Take the entries below and retype them exactly.

▼

impl<
        'dev,
        const RING_SIZE: usize,
        const FLUSH_PERIOD: usize,
        const RECYCLE_PERIOD: usize,
        const N: usize,
        D: Device,
    > Agent<'dev, RING_SIZE, FLUSH_PERIOD, RECYCLE_PERIOD, N, D>
{
    const ASSERT_RING_SIZE_IS_POWER_OF_TWO: () = assert!(
        RING_SIZE.is_power_of_two() && RING_SIZE > 0,
        "RING_SIZE must be a nonzero power of two"
    );
    const ASSERT_FLUSH_PERIOD_IN_RANGE: () = assert!(
        FLUSH_PERIOD >= 1 && FLUSH_PERIOD < RING_SIZE,
        "FLUSH_PERIOD must be at least 1 and less than RING_SIZE"
    );
    const ASSERT_RECYCLE_PERIOD_VALID: () = assert!(
        RECYCLE_PERIOD >= 1 && RECYCLE_PERIOD < RING_SIZE && RECYCLE_PERIOD.is_power_of_two(),
        "RECYCLE_PERIOD must be a nonzero power of two less than RING_SIZE"
    );

    /// Allocate ring and buffer memory, program every descriptor's `addr`
    /// field, and bind ring 0 as `input_device`'s receive queue and ring
    /// `k` as `output_devices[k]`'s transmit queue for every `k`.
    ///
    /// Ring 0 is simultaneously output 0's transmit ring and the input
    /// device's receive ring — the "shared ring" that makes fan-out
    /// copy-free. `input_device` and `output_devices[0]` may be the same
    /// device or different ones.
    pub fn init<A: DmaAllocator>(
        allocator: &mut A,
        input_device: &'dev mut D,
        output_devices: [&'dev mut D; N],
    ) -> Result<Self, AgentInitError> {
        // Force the const assertions to be checked at monomorphization time.
        let () = Self::ASSERT_RING_SIZE_IS_POWER_OF_TWO;
        let () = Self::ASSERT_FLUSH_PERIOD_IN_RANGE;
        let () = Self::ASSERT_RECYCLE_PERIOD_VALID;

        if N < 1 {
            return Err(AgentInitError::NoOutputs);
        }

        let (buffer_ptr, buffer_phys) =
            allocator.allocate_contiguous(RING_SIZE * PACKET_BUFFER_SIZE, PACKET_BUFFER_SIZE)?;

        let (mailbox_ptr, mailbox_phys) = allocator
            .allocate_contiguous(N * size_of::<TransmitHeadMailbox>(), CACHE_LINE_SIZE)?;
        let transmit_heads = mailbox_ptr.cast::<TransmitHeadMailbox>();

        let mut rings: [Option<NonNull<Descriptor>>; N] = core::array::from_fn(|_| None);
        let mut transmit_tails: [Option<TailRegister<'dev>>; N] = core::array::from_fn(|_| None);
        let mut ring0_phys: Option<PhysAddr> = None;

        for (k, output_device) in output_devices.into_iter().enumerate() {
            let (ring_ptr, ring_phys) =
                allocator.allocate_contiguous(RING_SIZE * DESCRIPTOR_SIZE, CACHE_LINE_SIZE)?;
            let ring_ptr = ring_ptr.cast::<Descriptor>();

            for i in 0..RING_SIZE {
                let slot_phys = buffer_phys.as_u64() + (i * PACKET_BUFFER_SIZE) as u64;
                // Safety: `ring_ptr` was just allocated with room for
                // RING_SIZE descriptors and is not yet visible to hardware.
                unsafe {
                    (*ring_ptr.as_ptr().add(i)).addr.write(cpu_to_le64(slot_phys));
                    (*ring_ptr.as_ptr().add(i)).metadata.write(0);
                }
            }

            if k == 0 {
                ring0_phys = Some(ring_phys);
            }

            let head_phys =
                PhysAddr(mailbox_phys.as_u64() + (k * size_of::<TransmitHeadMailbox>()) as u64);
            let tail = output_device.add_output(ring_phys, RING_SIZE, head_phys)?;

            rings[k] = Some(ring_ptr);
            transmit_tails[k] = Some(tail);
        }

        // Safety: the loop above always runs for k == 0 since N >= 1, so
        // ring0_phys is always populated by the time we reach this point.
        let ring0_phys = ring0_phys.expect("N >= 1 guarantees ring 0 was allocated");
        let receive_tail = input_device.add_input(ring0_phys, RING_SIZE)?;

        let rings: [NonNull<Descriptor>; N] =
            core::array::from_fn(|k| rings[k].take().expect("every ring was allocated above"));
        let transmit_tails: [TailRegister<'dev>; N] = core::array::from_fn(|k| {
            transmit_tails[k]
                .take()
                .expect("every output device bound above")
        });

        Ok(Self {
            buffer: buffer_ptr,
            rings,
            transmit_heads,
            receive_tail,
            transmit_tails,
            processed_delimiter: 0,
            outputs: [0u16; N],
            _device: PhantomData,
        })
    }

    /// Run at most `FLUSH_PERIOD` steps of the forwarding loop (§4.D),
    /// returning the number of frames processed. Terminates early as soon
    /// as the receive descriptor at the processed delimiter is not done.
    pub fn run(&mut self, classifier: &mut impl Classifier) -> usize {
        let mut processed = 0usize;

        for _ in 0..FLUSH_PERIOD {
            // Safety: `processed_delimiter` is always in [0, RING_SIZE) and
            // rings[0] has RING_SIZE descriptors.
            let rx_desc = unsafe { self.rings[0].as_ptr().add(self.processed_delimiter) };
            let metadata = le_to_cpu64(unsafe { (*rx_desc).metadata.read() });
            if metadata & RX_METADATA_DD == 0 {
                break;
            }
            load_fence();

            let length = rx_metadata_length(metadata);
            let packet_ptr =
                unsafe { self.buffer.as_ptr().add(self.processed_delimiter * PACKET_BUFFER_SIZE) };
            // Safety: this slot is in the Received state (DD observed, not
            // yet re-submitted), so software has exclusive access to it
            // until the transmit descriptors below are written.
            let packet = unsafe { core::slice::from_raw_parts_mut(packet_ptr, PACKET_BUFFER_SIZE) };

            classifier.classify(packet, length, &mut self.outputs);

            let report_status =
                (self.processed_delimiter & (RECYCLE_PERIOD - 1)) == (RECYCLE_PERIOD - 1);

            for k in 0..N {
                let desc_ptr = unsafe { self.rings[k].as_ptr().add(self.processed_delimiter) };
                let meta = cpu_to_le64(tx_metadata(self.outputs[k], report_status));
                // Safety: every ring has RING_SIZE descriptors and this
                // slot just left the Received state, so it is not
                // concurrently owned by hardware.
                unsafe { (*desc_ptr).metadata.write(meta) };
                self.outputs[k] = 0;
            }

            self.processed_delimiter = (self.processed_delimiter + 1) & (RING_SIZE - 1);
            processed += 1;

            if report_status {
                self.recycle();
            }
        }

        if processed != 0 {
            store_fence();
            for tail in &mut self.transmit_tails {
                tail.write(self.processed_delimiter as u32);
            }
        }

        processed
    }

    /// Recycle protocol (§4.D step 7): advance the receive tail to the
    /// transmit head furthest behind the processed delimiter.
    fn recycle(&mut self) {
        let mut earliest_head = self.processed_delimiter as u32;
        let mut min_diff = u64::MAX;

        for k in 0..N {
            // Safety: `transmit_heads` has N entries, one per output.
            let mailbox = unsafe { self.transmit_heads.as_ptr().add(k) };
            let head = le_to_cpu32(unsafe { (*mailbox).value.read() });
            let diff = (head as u64).wrapping_sub(self.processed_delimiter as u64);
            // `<=`, not `<`: the latest output to report the minimum wins.
            // Observationally irrelevant (same head value) but preserved
            // for deterministic parity (§9).
            if diff <= min_diff {
                earliest_head = head;
                min_diff = diff;
            }
        }

        self.receive_tail.write(earliest_head & (RING_SIZE as u32 - 1));
    }

    /// The next slot the software will examine on the receive ring.
    pub fn processed_delimiter(&self) -> usize {
        self.processed_delimiter
    }
}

▲

▸ SOLVED EXERCISE:
impl<
        'dev,
        const RING_SIZE: usize,
        const FLUSH_PERIOD: usize,
        const RECYCLE_PERIOD: usize,
        const N: usize,
        D: Device,
    > Agent<'dev, RING_SIZE, FLUSH_PERIOD, RECYCLE_PERIOD, N, D>
{
    const ASSERT_RING_SIZE_IS_POWER_OF_TWO: () = assert!(
        RING_SIZE.is_power_of_two() && RING_SIZE > 0,
        "RING_SIZE must be a nonzero power of two"
    );
    const ASSERT_FLUSH_PERIOD_IN_RANGE: () = assert!(
        FLUSH_PERIOD >= 1 && FLUSH_PERIOD < RING_SIZE,
        "FLUSH_PERIOD must be at least 1 and less than RING_SIZE"
    );
    const ASSERT_RECYCLE_PERIOD_VALID: () = assert!(
        RECYCLE_PERIOD >= 1 && RECYCLE_PERIOD < RING_SIZE && RECYCLE_PERIOD.is_power_of_two(),
        "RECYCLE_PERIOD must be a nonzero power of two less than RING_SIZE"
    );

    /// Allocate ring and buffer memory, program every descriptor's `addr`
    /// field, and bind ring 0 as `input_device`'s receive queue and ring
    /// `k` as `output_devices[k]`'s transmit queue for every `k`.
    ///
    /// Ring 0 is simultaneously output 0's transmit ring and the input
    /// device's receive ring — the "shared ring" that makes fan-out
    /// copy-free. `input_device` and `output_devices[0]` may be the same
    /// device or different ones.
    pub fn init<A: DmaAllocator>(
        allocator: &mut A,
        input_device: &'dev mut D,
        output_devices: [&'dev mut D; N],
    ) -> Result<Self, AgentInitError> {
        // Force the const assertions to be checked at monomorphization time.
        let () = Self::ASSERT_RING_SIZE_IS_POWER_OF_TWO;
        let () = Self::ASSERT_FLUSH_PERIOD_IN_RANGE;
        let () = Self::ASSERT_RECYCLE_PERIOD_VALID;

        if N < 1 {
            return Err(AgentInitError::NoOutputs);
        }

        let (buffer_ptr, buffer_phys) =
            allocator.allocate_contiguous(RING_SIZE * PACKET_BUFFER_SIZE, PACKET_BUFFER_SIZE)?;

        let (mailbox_ptr, mailbox_phys) = allocator
            .allocate_contiguous(N * size_of::<TransmitHeadMailbox>(), CACHE_LINE_SIZE)?;
        let transmit_heads = mailbox_ptr.cast::<TransmitHeadMailbox>();

        let mut rings: [Option<NonNull<Descriptor>>; N] = core::array::from_fn(|_| None);
        let mut transmit_tails: [Option<TailRegister<'dev>>; N] = core::array::from_fn(|_| None);
        let mut ring0_phys: Option<PhysAddr> = None;

        for (k, output_device) in output_devices.into_iter().enumerate() {
            let (ring_ptr, ring_phys) =
                allocator.allocate_contiguous(RING_SIZE * DESCRIPTOR_SIZE, CACHE_LINE_SIZE)?;
            let ring_ptr = ring_ptr.cast::<Descriptor>();

            for i in 0..RING_SIZE {
                let slot_phys = buffer_phys.as_u64() + (i * PACKET_BUFFER_SIZE) as u64;
                // Safety: `ring_ptr` was just allocated with room for
                // RING_SIZE descriptors and is not yet visible to hardware.
                unsafe {
                    (*ring_ptr.as_ptr().add(i)).addr.write(cpu_to_le64(slot_phys));
                    (*ring_ptr.as_ptr().add(i)).metadata.write(0);
                }
            }

            if k == 0 {
                ring0_phys = Some(ring_phys);
            }

            let head_phys =
                PhysAddr(mailbox_phys.as_u64() + (k * size_of::<TransmitHeadMailbox>()) as u64);
            let tail = output_device.add_output(ring_phys, RING_SIZE, head_phys)?;

            rings[k] = Some(ring_ptr);
            transmit_tails[k] = Some(tail);
        }

        // Safety: the loop above always runs for k == 0 since N >= 1, so
        // ring0_phys is always populated by the time we reach this point.
        let ring0_phys = ring0_phys.expect("N >= 1 guarantees ring 0 was allocated");
        let receive_tail = input_device.add_input(ring0_phys, RING_SIZE)?;

        let rings: [NonNull<Descriptor>; N] =
            core::array::from_fn(|k| rings[k].take().expect("every ring was allocated above"));
        let transmit_tails: [TailRegister<'dev>; N] = core::array::from_fn(|k| {
            transmit_tails[k]
                .take()
                .expect("every output device bound above")
        });

        Ok(Self {
            buffer: buffer_ptr,
            rings,
            transmit_heads,
            receive_tail,
            transmit_tails,
            processed_delimiter: 0,
            outputs: [0u16; N],
            _device: PhantomData,
        })
    }

    /// Run at most `FLUSH_PERIOD` steps of the forwarding loop (§4.D),
    /// returning the number of frames processed. Terminates early as soon
    /// as the receive descriptor at the processed delimiter is not done.
    pub fn run(&mut self, classifier: &mut impl Classifier) -> usize {
        let mut processed = 0usize;

        for _ in 0..FLUSH_PERIOD {
            // Safety: `processed_delimiter` is always in [0, RING_SIZE) and
            // rings[0] has RING_SIZE descriptors.
            let rx_desc = unsafe { self.rings[0].as_ptr().add(self.processed_delimiter) };
            let metadata = le_to_cpu64(unsafe { (*rx_desc).metadata.read() });
            if metadata & RX_METADATA_DD == 0 {
                break;
            }
            load_fence();

            let length = rx_metadata_length(metadata);
            let packet_ptr =
                unsafe { self.buffer.as_ptr().add(self.processed_delimiter * PACKET_BUFFER_SIZE) };
            // Safety: this slot is in the Received state (DD observed, not
            // yet re-submitted), so software has exclusive access to it
            // until the transmit descriptors below are written.
            let packet = unsafe { core::slice::from_raw_parts_mut(packet_ptr, PACKET_BUFFER_SIZE) };

            classifier.classify(packet, length, &mut self.outputs);

            let report_status =
                (self.processed_delimiter & (RECYCLE_PERIOD - 1)) == (RECYCLE_PERIOD - 1);

            for k in 0..N {
                let desc_ptr = unsafe { self.rings[k].as_ptr().add(self.processed_delimiter) };
                let meta = cpu_to_le64(tx_metadata(self.outputs[k], report_status));
                // Safety: every ring has RING_SIZE descriptors and this
                // slot just left the Received state, so it is not
                // concurrently owned by hardware.
                unsafe { (*desc_ptr).metadata.write(meta) };
                self.outputs[k] = 0;
            }

            self.processed_delimiter = (self.processed_delimiter + 1) & (RING_SIZE - 1);
            processed += 1;

            if report_status {
                self.recycle();
            }
        }

        if processed != 0 {
            store_fence();
            for tail in &mut self.transmit_tails {
                tail.write(self.processed_delimiter as u32);
            }
        }

        processed
    }

    /// Recycle protocol (§4.D step 7): advance the receive tail to the
    /// transmit head furthest behind the processed delimiter.
    fn recycle(&mut self) {
        let mut earliest_head = self.processed_delimiter as u32;
        let mut min_diff = u64::MAX;

        for k in 0..N {
            // Safety: `transmit_heads` has N entries, one per output.
            let mailbox = unsafe { self.transmit_heads.as_ptr().add(k) };
            let head = le_to_cpu32(unsafe { (*mailbox).value.read() });
            let diff = (head as u64).wrapping_sub(self.processed_delimiter as u64);
            // `<=`, not `<`: the latest output to report the minimum wins.
            // Observationally irrelevant (same head value) but preserved
            // for deterministic parity (§9).
            if diff <= min_diff {
                earliest_head = head;
                min_diff = diff;
            }
        }

        self.receive_tail.write(earliest_head & (RING_SIZE as u32 - 1));
    }

    /// The next slot the software will examine on the receive ring.
    pub fn processed_delimiter(&self) -> usize {
        self.processed_delimiter
    }
}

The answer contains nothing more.